- Claroty executive Jen Sovada has emphasized human oversight in defense AI
- Validation and decision boundaries remain essential for AI use
- The 2026 Intel Summit will explore AI, cybersecurity and more
Jen Sovada, general manager of public sector at Claroty, said validation, human oversight and clearly defined decision boundaries remain essential as artificial intelligence adoption continues to accelerate across defense and national security operations.

As intelligence organizations continue exploring AI-enabled capabilities, leaders will gather to discuss the technologies shaping future intelligence missions at the Potomac Officers Club’s 2026 Intel Summit on Sept. 24. The event will feature discussions about agentic AI and its role in intelligence operations, open source intelligence and data, analytics, cybersecurity and other emerging priorities. Register now to hear perspectives from experts about the future of intelligence innovation in support of national security missions.
“Success will depend on more than technical performance. It will require clear decision boundaries, disciplined validation processes, and sustained human engagement in interpreting outputs under pressure,” Sovada, a previous Wash100 awardee, wrote in a commentary published Friday on Federal News Network.
In the commentary, Sovada discussed the growing use of AI to support battlefield intelligence and decision-making while emphasizing the importance of governance and accountability as operational adoption expands.
What Did Sovada Say About Human Oversight in Defense AI?
According to Sovada, AI systems can help military organizations process large volumes of information generated by sensors, communications networks, reconnaissance platforms and intelligence feeds, enabling faster analysis and improved situational awareness.
She said AI should function as a decision-support capability that enhances human judgment rather than replacing it. While faster analysis could provide operational advantages, Sovada noted that accelerated decision-making also reduces the time available for validation, review and human interpretation.
Sovada wrote that AI models may produce errors or inconsistent outputs depending on their design and training data, making validation and human oversight critical in operational environments. She said human operators should retain the authority to challenge AI-generated recommendations, apply operational context and weigh competing priorities before actions are taken.
How Does AI Decision-Making Apply Beyond Defense?
Sovada said the challenges associated with AI-enabled decision-making extend beyond defense to sectors such as energy, transportation and industrial operations. She noted that these environments increasingly rely on real-time data and automated systems to detect anomalies, optimize performance and support rapid response.
She added that faster decision-making must be paired with validation and oversight to reduce the risk of errors, unintended consequences and cascading failures. According to Sovada, maintaining the ability to control, verify and contain machine-speed decisions will remain important as interconnected civil and defense-dependent systems continue adopting AI.
What Other AI & National Security Priorities Has Sovada Highlighted?
Sovada has also discussed the role of AI in strengthening cyber resilience and national security. In May, Claroty introduced Claire, an artificial intelligence-powered security agent designed specifically for cyber-physical systems environments. In a LinkedIn post, Sovada said Claire “marks a paradigm shift in organizations’ ability to ensure safety, uptime, and availability in an AI-driven world.”
In a separate FNN commentary, Sovada wrote that securing commercial satellite communications requires a layered approach that addresses both cyber and electronic warfare threats.

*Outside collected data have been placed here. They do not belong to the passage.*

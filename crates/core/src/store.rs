//! Persistence seams.
//!
//! Each store is a narrow trait so backends can implement only what they
//! hold. Reference backends (in-memory, JSON files, SQLite) live in
//! `boardroom-memory`; all of them treat writes as last-write-wins.

use async_trait::async_trait;
use chrono::{DateTime, Utc};
use serde::{Deserialize, Serialize};
use uuid::Uuid;

use crate::error::StoreError;
use crate::message::ConversationMessage;

pub type StoreResult<T> = std::result::Result<T, StoreError>;

/// Per-(agent, principal) conversation memory.
///
/// `put` always receives the full list and overwrites what was there.
#[async_trait]
pub trait MemoryStore: Send + Sync {
    async fn get(&self, agent_id: &str, principal_id: &str) -> StoreResult<Vec<ConversationMessage>>;

    async fn put(
        &self,
        agent_id: &str,
        principal_id: &str,
        messages: &[ConversationMessage],
    ) -> StoreResult<()>;
}

/// Named artifacts (files) produced by agents, scoped to a principal.
#[async_trait]
pub trait ArtifactStore: Send + Sync {
    /// Every stored path for the principal, sorted.
    async fn list(&self, principal_id: &str) -> StoreResult<Vec<String>>;

    async fn save(&self, path: &str, content: &str, agent_id: &str, principal_id: &str) -> StoreResult<()>;

    async fn load(&self, path: &str, principal_id: &str) -> StoreResult<Option<String>>;
}

#[derive(Debug, Clone, Copy, PartialEq, Eq, Default, Serialize, Deserialize)]
#[serde(rename_all = "lowercase")]
pub enum TaskPriority {
    Low,
    #[default]
    Medium,
    High,
}

impl TaskPriority {
    /// Lenient parse used for tool payloads. Unknown values are `Medium`.
    pub fn parse_lenient(s: &str) -> Self {
        match s.trim().to_ascii_lowercase().as_str() {
            "low" => Self::Low,
            "high" | "urgent" | "critical" => Self::High,
            _ => Self::Medium,
        }
    }

    pub fn as_str(&self) -> &'static str {
        match self {
            Self::Low => "low",
            Self::Medium => "medium",
            Self::High => "high",
        }
    }
}

#[derive(Debug, Clone, Copy, PartialEq, Eq, Default, Serialize, Deserialize)]
#[serde(rename_all = "snake_case")]
pub enum TaskStatus {
    #[default]
    Open,
    InProgress,
    Pending,
    Done,
}

impl TaskStatus {
    pub fn as_str(&self) -> &'static str {
        match self {
            Self::Open => "open",
            Self::InProgress => "in_progress",
            Self::Pending => "pending",
            Self::Done => "done",
        }
    }

    pub fn parse(s: &str) -> Option<Self> {
        match s {
            "open" => Some(Self::Open),
            "in_progress" => Some(Self::InProgress),
            "pending" => Some(Self::Pending),
            "done" => Some(Self::Done),
            _ => None,
        }
    }
}

#[derive(Debug, Clone, PartialEq, Serialize, Deserialize)]
pub struct Task {
    pub id: String,
    pub title: String,
    #[serde(default)]
    pub description: String,
    /// `None` means unassigned
    #[serde(default)]
    pub assigned_to: Option<String>,
    #[serde(default)]
    pub priority: TaskPriority,
    #[serde(default)]
    pub status: TaskStatus,
    pub created_at: DateTime<Utc>,
}

impl Task {
    pub fn from_new(new: NewTask) -> Self {
        Self {
            id: Uuid::new_v4().to_string(),
            title: new.title,
            description: new.description,
            assigned_to: new.assigned_to.filter(|a| !a.trim().is_empty()),
            priority: new.priority,
            status: TaskStatus::Open,
            created_at: Utc::now(),
        }
    }

    /// Open or in progress.
    pub fn is_active(&self) -> bool {
        matches!(self.status, TaskStatus::Open | TaskStatus::InProgress)
    }

    pub fn is_unassigned(&self) -> bool {
        match &self.assigned_to {
            None => true,
            Some(a) => a.trim().is_empty() || a.eq_ignore_ascii_case("unassigned"),
        }
    }

    pub fn apply(&mut self, update: TaskUpdate) {
        if let Some(status) = update.status {
            self.status = status;
        }
        if let Some(priority) = update.priority {
            self.priority = priority;
        }
        if let Some(assignee) = update.assigned_to {
            self.assigned_to = Some(assignee).filter(|a| !a.trim().is_empty());
        }
    }
}

#[derive(Debug, Clone, Default, PartialEq, Serialize, Deserialize)]
pub struct NewTask {
    pub title: String,
    #[serde(default)]
    pub description: String,
    #[serde(default)]
    pub assigned_to: Option<String>,
    #[serde(default)]
    pub priority: TaskPriority,
}

impl NewTask {
    pub fn new(title: impl Into<String>) -> Self {
        Self {
            title: title.into(),
            ..Default::default()
        }
    }

    pub fn with_priority(mut self, priority: TaskPriority) -> Self {
        self.priority = priority;
        self
    }

    pub fn with_assignee(mut self, agent_id: impl Into<String>) -> Self {
        self.assigned_to = Some(agent_id.into());
        self
    }

    pub fn with_description(mut self, description: impl Into<String>) -> Self {
        self.description = description.into();
        self
    }
}

/// Partial update; `None` fields are left untouched.
#[derive(Debug, Clone, Default, PartialEq, Serialize, Deserialize)]
pub struct TaskUpdate {
    pub status: Option<TaskStatus>,
    pub priority: Option<TaskPriority>,
    pub assigned_to: Option<String>,
}

#[async_trait]
pub trait TaskStore: Send + Sync {
    async fn create(&self, task: NewTask) -> StoreResult<Task>;

    /// All tasks in creation order.
    async fn list(&self) -> StoreResult<Vec<Task>>;

    /// Returns the updated task, or `None` if the id is unknown.
    async fn update(&self, id: &str, update: TaskUpdate) -> StoreResult<Option<Task>>;
}

/// A persisted persona patch.
#[derive(Debug, Clone, PartialEq, Eq, Serialize, Deserialize)]
pub struct ConfigOverride {
    pub agent_id: String,
    pub key: String,
    pub value: String,
}

impl ConfigOverride {
    pub fn new(agent_id: impl Into<String>, key: impl Into<String>, value: impl Into<String>) -> Self {
        Self {
            agent_id: agent_id.into(),
            key: key.into(),
            value: value.into(),
        }
    }
}

#[async_trait]
pub trait ConfigStore: Send + Sync {
    /// Overrides in write order; later entries win.
    async fn list_overrides(&self) -> StoreResult<Vec<ConfigOverride>>;

    /// Insert or replace the value for (agent_id, key).
    async fn upsert_override(&self, agent_id: &str, key: &str, value: &str) -> StoreResult<()>;
}

/// Shared session transcripts, read by polling drivers.
#[async_trait]
pub trait HistoryStore: Send + Sync {
    async fn load_history(&self, session_id: &str) -> StoreResult<Vec<ConversationMessage>>;

    async fn append_history(&self, session_id: &str, message: &ConversationMessage) -> StoreResult<()>;
}

/// Normalize an artifact path to `a/b/c` form.
///
/// Leading `./` and `/` are dropped and backslashes become `/`. Empty paths
/// and `..` components are rejected so no backend can escape its root.
pub fn normalize_path(path: &str) -> StoreResult<String> {
    let unified = path.trim().replace('\\', "/");
    let mut parts = Vec::new();
    for part in unified.split('/') {
        match part {
            "" | "." => continue,
            ".." => return Err(StoreError::InvalidPath(path.to_string())),
            p => parts.push(p),
        }
    }
    if parts.is_empty() {
        return Err(StoreError::InvalidPath(path.to_string()));
    }
    Ok(parts.join("/"))
}
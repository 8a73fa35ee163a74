//! Tool trait and router.
//!
//! A [`ToolCall`] is recovered from agent text and handed to the
//! [`ToolRouter`], which looks the tool up by name and renders the outcome as
//! a plain string. Unknown names and tool failures become descriptive text so
//! every turn resolves to something printable.

use async_trait::async_trait;
use serde::{Deserialize, Serialize};
use std::collections::HashMap;
use std::sync::Arc;
use tracing::{debug, warn};

use crate::error::ToolError;

/// A JSON object payload.
pub type Payload = serde_json::Map<String, serde_json::Value>;

/// A structured command recovered from an agent's free text.
#[derive(Debug, Clone, PartialEq, Serialize, Deserialize)]
pub struct ToolCall {
    pub name: String,
    #[serde(default)]
    pub payload: Payload,
}

impl ToolCall {
    pub fn new(name: impl Into<String>, payload: Payload) -> Self {
        Self {
            name: name.into(),
            payload,
        }
    }

    /// Build a call from any JSON value. Non-objects are wrapped as
    /// `{"value": ...}`.
    pub fn from_value(name: impl Into<String>, value: serde_json::Value) -> Self {
        let payload = match value {
            serde_json::Value::Object(map) => map,
            serde_json::Value::Null => Payload::new(),
            other => {
                let mut map = Payload::new();
                map.insert("value".into(), other);
                map
            }
        };
        Self::new(name, payload)
    }

    /// First string value among `keys`.
    pub fn str_arg(&self, keys: &[&str]) -> Option<&str> {
        keys.iter()
            .find_map(|k| self.payload.get(*k).and_then(|v| v.as_str()))
    }
}

/// Who is calling a tool, and on whose behalf.
#[derive(Debug, Clone, PartialEq, Eq)]
pub struct ToolContext {
    pub principal_id: String,
    pub agent_id: String,
}

impl ToolContext {
    pub fn new(principal_id: impl Into<String>, agent_id: impl Into<String>) -> Self {
        Self {
            principal_id: principal_id.into(),
            agent_id: agent_id.into(),
        }
    }
}

/// A side-effecting capability an agent can invoke by name.
#[async_trait]
pub trait Tool: Send + Sync {
    /// The unique name agents use to call this tool.
    fn name(&self) -> &str;

    /// One-line description, shown in personas and the CLI.
    fn description(&self) -> &str;

    async fn execute(&self, call: &ToolCall, ctx: &ToolContext) -> std::result::Result<String, ToolError>;
}

/// Maps tool names to implementations.
///
/// Tools are independent. At most one runs per turn, and none may assume
/// ordering relative to another.
#[derive(Clone, Default)]
pub struct ToolRouter {
    tools: HashMap<String, Arc<dyn Tool>>,
}

impl ToolRouter {
    pub fn new() -> Self {
        Self::default()
    }

    /// Register a tool. Replaces any existing tool with the same name.
    pub fn register(&mut self, tool: Arc<dyn Tool>) {
        let name = tool.name().to_string();
        self.tools.insert(name, tool);
    }

    /// Register under an additional name (e.g. `notepad` for `write_file`).
    pub fn register_alias(&mut self, alias: impl Into<String>, tool: Arc<dyn Tool>) {
        self.tools.insert(alias.into(), tool);
    }

    pub fn get(&self, name: &str) -> Option<Arc<dyn Tool>> {
        self.tools.get(name).cloned()
    }

    pub fn contains(&self, name: &str) -> bool {
        self.tools.contains_key(name)
    }

    /// Registered names, sorted.
    pub fn names(&self) -> Vec<&str> {
        let mut names: Vec<&str> = self.tools.keys().map(|s| s.as_str()).collect();
        names.sort_unstable();
        names
    }

    /// Run a call and render the outcome. Never fails.
    pub async fn execute(&self, call: &ToolCall, ctx: &ToolContext) -> ToolOutcome {
        let Some(tool) = self.tools.get(&call.name) else {
            warn!(tool = %call.name, agent_id = %ctx.agent_id, "Unknown tool requested");
            return ToolOutcome::Unknown(format!("Tool '{}' is not implemented.", call.name));
        };

        debug!(tool = %call.name, agent_id = %ctx.agent_id, "Executing tool");
        match tool.execute(call, ctx).await {
            Ok(output) => ToolOutcome::Completed(output),
            Err(e @ ToolError::AwaitingApproval { .. }) => ToolOutcome::Paused(e.to_string()),
            Err(e) => {
                warn!(tool = %call.name, error = %e, "Tool failed");
                ToolOutcome::Failed(format!("Error: {e}"))
            }
        }
    }
}

/// How a routed call ended. Every variant carries text for the transcript.
#[derive(Debug, Clone, PartialEq, Eq)]
pub enum ToolOutcome {
    Completed(String),
    /// Queued on the approval gate; nothing ran yet
    Paused(String),
    Failed(String),
    Unknown(String),
}

impl ToolOutcome {
    /// Only a completed call changed anything.
    pub fn ran(&self) -> bool {
        matches!(self, ToolOutcome::Completed(_))
    }

    pub fn text(&self) -> &str {
        match self {
            ToolOutcome::Completed(t) | ToolOutcome::Paused(t) | ToolOutcome::Failed(t) | ToolOutcome::Unknown(t) => t,
        }
    }

    pub fn into_text(self) -> String {
        match self {
            ToolOutcome::Completed(t) | ToolOutcome::Paused(t) | ToolOutcome::Failed(t) | ToolOutcome::Unknown(t) => t,
        }
    }
}

impl std::fmt::Debug for ToolRouter {
    fn fmt(&self, f: &mut std::fmt::Formatter<'_>) -> std::fmt::Result {
        f.debug_struct("ToolRouter").field("tools", &self.names()).finish()
    }
}
//! Orchestration decisions: who speaks next.

use serde::{Deserialize, Serialize};

/// Reserved speaker id meaning "stop the session".
pub const TERMINATE: &str = "TERMINATE";

#[derive(Debug, Clone, Copy, PartialEq, Eq, Serialize, Deserialize)]
#[serde(rename_all = "UPPERCASE")]
pub enum TeamAction {
    Add,
    Remove,
}

/// A request to change the session's active agent set.
#[derive(Debug, Clone, PartialEq, Eq, Serialize, Deserialize)]
pub struct TeamChange {
    pub action: TeamAction,
    #[serde(alias = "agentId")]
    pub agent_id: String,
    #[serde(default)]
    pub reason: String,
}

/// The orchestrator's answer to "what happens next".
///
/// Chairman output uses camelCase keys (`nextSpeakerId`, `manageTeam`), which
/// are accepted as aliases. A `manageTeam` whose `action` is null or missing
/// deserializes as no team change.
#[derive(Debug, Clone, PartialEq, Serialize, Deserialize)]
pub struct OrchestrationDecision {
    #[serde(alias = "nextSpeakerId")]
    pub next_speaker_id: String,

    #[serde(default)]
    pub reason: String,

    #[serde(default)]
    pub instruction: String,

    #[serde(
        default,
        alias = "manageTeam",
        alias = "teamChange",
        deserialize_with = "deserialize_team_change",
        skip_serializing_if = "Option::is_none"
    )]
    pub team_change: Option<TeamChange>,

    /// Set when the speaker must perform a concrete action this turn
    #[serde(default, alias = "requiresAction")]
    pub requires_action: bool,
}

impl OrchestrationDecision {
    pub fn speak(
        next_speaker_id: impl Into<String>,
        reason: impl Into<String>,
        instruction: impl Into<String>,
    ) -> Self {
        Self {
            next_speaker_id: next_speaker_id.into(),
            reason: reason.into(),
            instruction: instruction.into(),
            team_change: None,
            requires_action: false,
        }
    }

    pub fn terminate(reason: impl Into<String>) -> Self {
        Self::speak(TERMINATE, reason, "")
    }

    pub fn with_team_change(mut self, change: TeamChange) -> Self {
        self.team_change = Some(change);
        self
    }

    pub fn is_terminate(&self) -> bool {
        self.next_speaker_id == TERMINATE
    }
}

#[derive(Deserialize)]
struct RawTeamChange {
    #[serde(default)]
    action: Option<TeamAction>,
    #[serde(default, alias = "agentId")]
    agent_id: Option<String>,
    #[serde(default)]
    reason: Option<String>,
}

fn deserialize_team_change<'de, D>(deserializer: D) -> Result<Option<TeamChange>, D::Error>
where
    D: serde::Deserializer<'de>,
{
    let raw: Option<RawTeamChange> = Option::deserialize(deserializer)?;
    Ok(raw.and_then(|r| match (r.action, r.agent_id) {
        (Some(action), Some(agent_id)) if !agent_id.is_empty() => Some(TeamChange {
            action,
            agent_id,
            reason: r.reason.unwrap_or_default(),
        }),
        _ => None,
    }))
}
//! Shared test doubles for runtime, orchestrator and loop tests.

use async_trait::async_trait;
use boardroom_core::error::{ProviderError, StoreError};
use boardroom_core::message::ConversationMessage;
use boardroom_core::provider::{CompletionRequest, CompletionService};
use boardroom_core::store::{MemoryStore, StoreResult};
use std::sync::Mutex;

/// Returns scripted responses in order and records every request.
///
/// Panics if more calls are made than responses provided.
pub struct ScriptedCompletion {
    responses: Mutex<Vec<Result<String, ProviderError>>>,
    requests: Mutex<Vec<CompletionRequest>>,
}

impl ScriptedCompletion {
    pub fn new(responses: Vec<Result<String, ProviderError>>) -> Self {
        Self {
            responses: Mutex::new(responses),
            requests: Mutex::new(Vec::new()),
        }
    }

    pub fn texts(texts: &[&str]) -> Self {
        Self::new(texts.iter().map(|t| Ok(t.to_string())).collect())
    }

    pub fn call_count(&self) -> usize {
        self.requests.lock().unwrap().len()
    }

    pub fn last_request(&self) -> Option<CompletionRequest> {
        self.requests.lock().unwrap().last().cloned()
    }

    #[allow(dead_code)]
    pub fn requests(&self) -> Vec<CompletionRequest> {
        self.requests.lock().unwrap().clone()
    }
}

#[async_trait]
impl CompletionService for ScriptedCompletion {
    fn name(&self) -> &str {
        "scripted"
    }

    async fn complete(&self, request: CompletionRequest) -> Result<String, ProviderError> {
        let mut requests = self.requests.lock().unwrap();
        let responses = self.responses.lock().unwrap();
        let index = requests.len();
        if index >= responses.len() {
            panic!(
                "ScriptedCompletion: no more responses (call #{}, have {})",
                index,
                responses.len()
            );
        }
        requests.push(request);
        responses[index].clone()
    }
}

/// A memory store whose writes always fail.
pub struct FailingMemory;

#[async_trait]
impl MemoryStore for FailingMemory {
    async fn get(&self, _agent_id: &str, _principal_id: &str) -> StoreResult<Vec<ConversationMessage>> {
        Ok(Vec::new())
    }

    async fn put(&self, _agent_id: &str, _principal_id: &str, _messages: &[ConversationMessage]) -> StoreResult<()> {
        Err(StoreError::Storage("disk full".into()))
    }
}
//! `boardroom workflow`: list workflows and show artifact progress.

use super::{load_config, open_stores};
use boardroom_workflow::WorkflowCatalog;

pub async fn run(goal: Option<String>) -> Result<(), Box<dyn std::error::Error>> {
    let config = load_config()?;
    let catalog = WorkflowCatalog::from_config(&config.workflows);

    let Some(goal) = goal else {
        if catalog.is_empty() {
            println!("📋 No workflows configured.");
            return Ok(());
        }
        println!("📋 Workflows ({}):", catalog.workflows().len());
        println!("{:-<72}", "");
        for workflow in catalog.workflows() {
            println!("  {:<28} {}", workflow.id, workflow.name);
            println!("      └─ triggers: {}", workflow.triggers.join(", "));
            for (i, step) in workflow.steps.iter().enumerate() {
                println!("      {:>2}. {:<24} → {}", i + 1, step.agent_id, step.expected_artifact);
            }
        }
        return Ok(());
    };

    let Some(workflow) = catalog.select(&goal) else {
        println!("🧭 No workflow matches; the chairman would decide heuristically.");
        return Ok(());
    };

    let stores = open_stores(&config).await?;
    let paths = stores.artifacts.list(&config.principal_id).await?;
    let progress = workflow.progress(&paths);

    println!("🧭 {} ({})", workflow.name, workflow.id);
    println!("   Progress: {}/{} steps", progress.completed, progress.total);
    for step in &workflow.steps {
        let mark = if step.is_satisfied(&paths) { "✅" } else { "⬜" };
        println!("   {mark} {:<24} {:<22} {}", step.id, step.agent_id, step.expected_artifact);
    }

    let decision = workflow.decide(&paths);
    println!("\n   Next: {} ({})", decision.next_speaker_id, decision.reason);

    Ok(())
}
//! What each agent actually did on its last turn.
//!
//! Recorded from execution results, never from the agent's wording, so the
//! anti-repeat guard cannot be talked out of firing.

use std::collections::HashMap;

#[derive(Debug, Clone, PartialEq, Eq)]
pub enum LastAction {
    /// A registered tool ran
    Concrete { tool: String },
    /// Work was handed to another agent
    Delegated { target: String },
    /// Text only, or a tool request that was refused or unknown
    Conversational,
}

impl LastAction {
    /// Delegation counts: the agent moved work forward.
    pub fn is_concrete(&self) -> bool {
        !matches!(self, LastAction::Conversational)
    }
}

#[derive(Debug, Clone, Default)]
pub struct ActionLedger {
    last: HashMap<String, LastAction>,
}

impl ActionLedger {
    pub fn new() -> Self {
        Self::default()
    }

    pub fn record(&mut self, agent_id: &str, action: LastAction) {
        self.last.insert(agent_id.to_string(), action);
    }

    pub fn get(&self, agent_id: &str) -> Option<&LastAction> {
        self.last.get(agent_id)
    }

    /// True when the agent has done something concrete most recently.
    /// Agents with nothing recorded are treated as conversational.
    pub fn acted(&self, agent_id: &str) -> bool {
        self.get(agent_id).is_some_and(LastAction::is_concrete)
    }
}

Sovada has also addressed the evolving role of AI in intelligence analysis. In a recent interview, she said integrating open source intelligence, AI and classified collection into transparent, auditable and explainable workflows could help analysts shift their focus from gathering data to informing decisions while maintaining accountability. According to Sovada, analysts should move beyond understanding what happened to explaining why it happened and anticipating what comes next.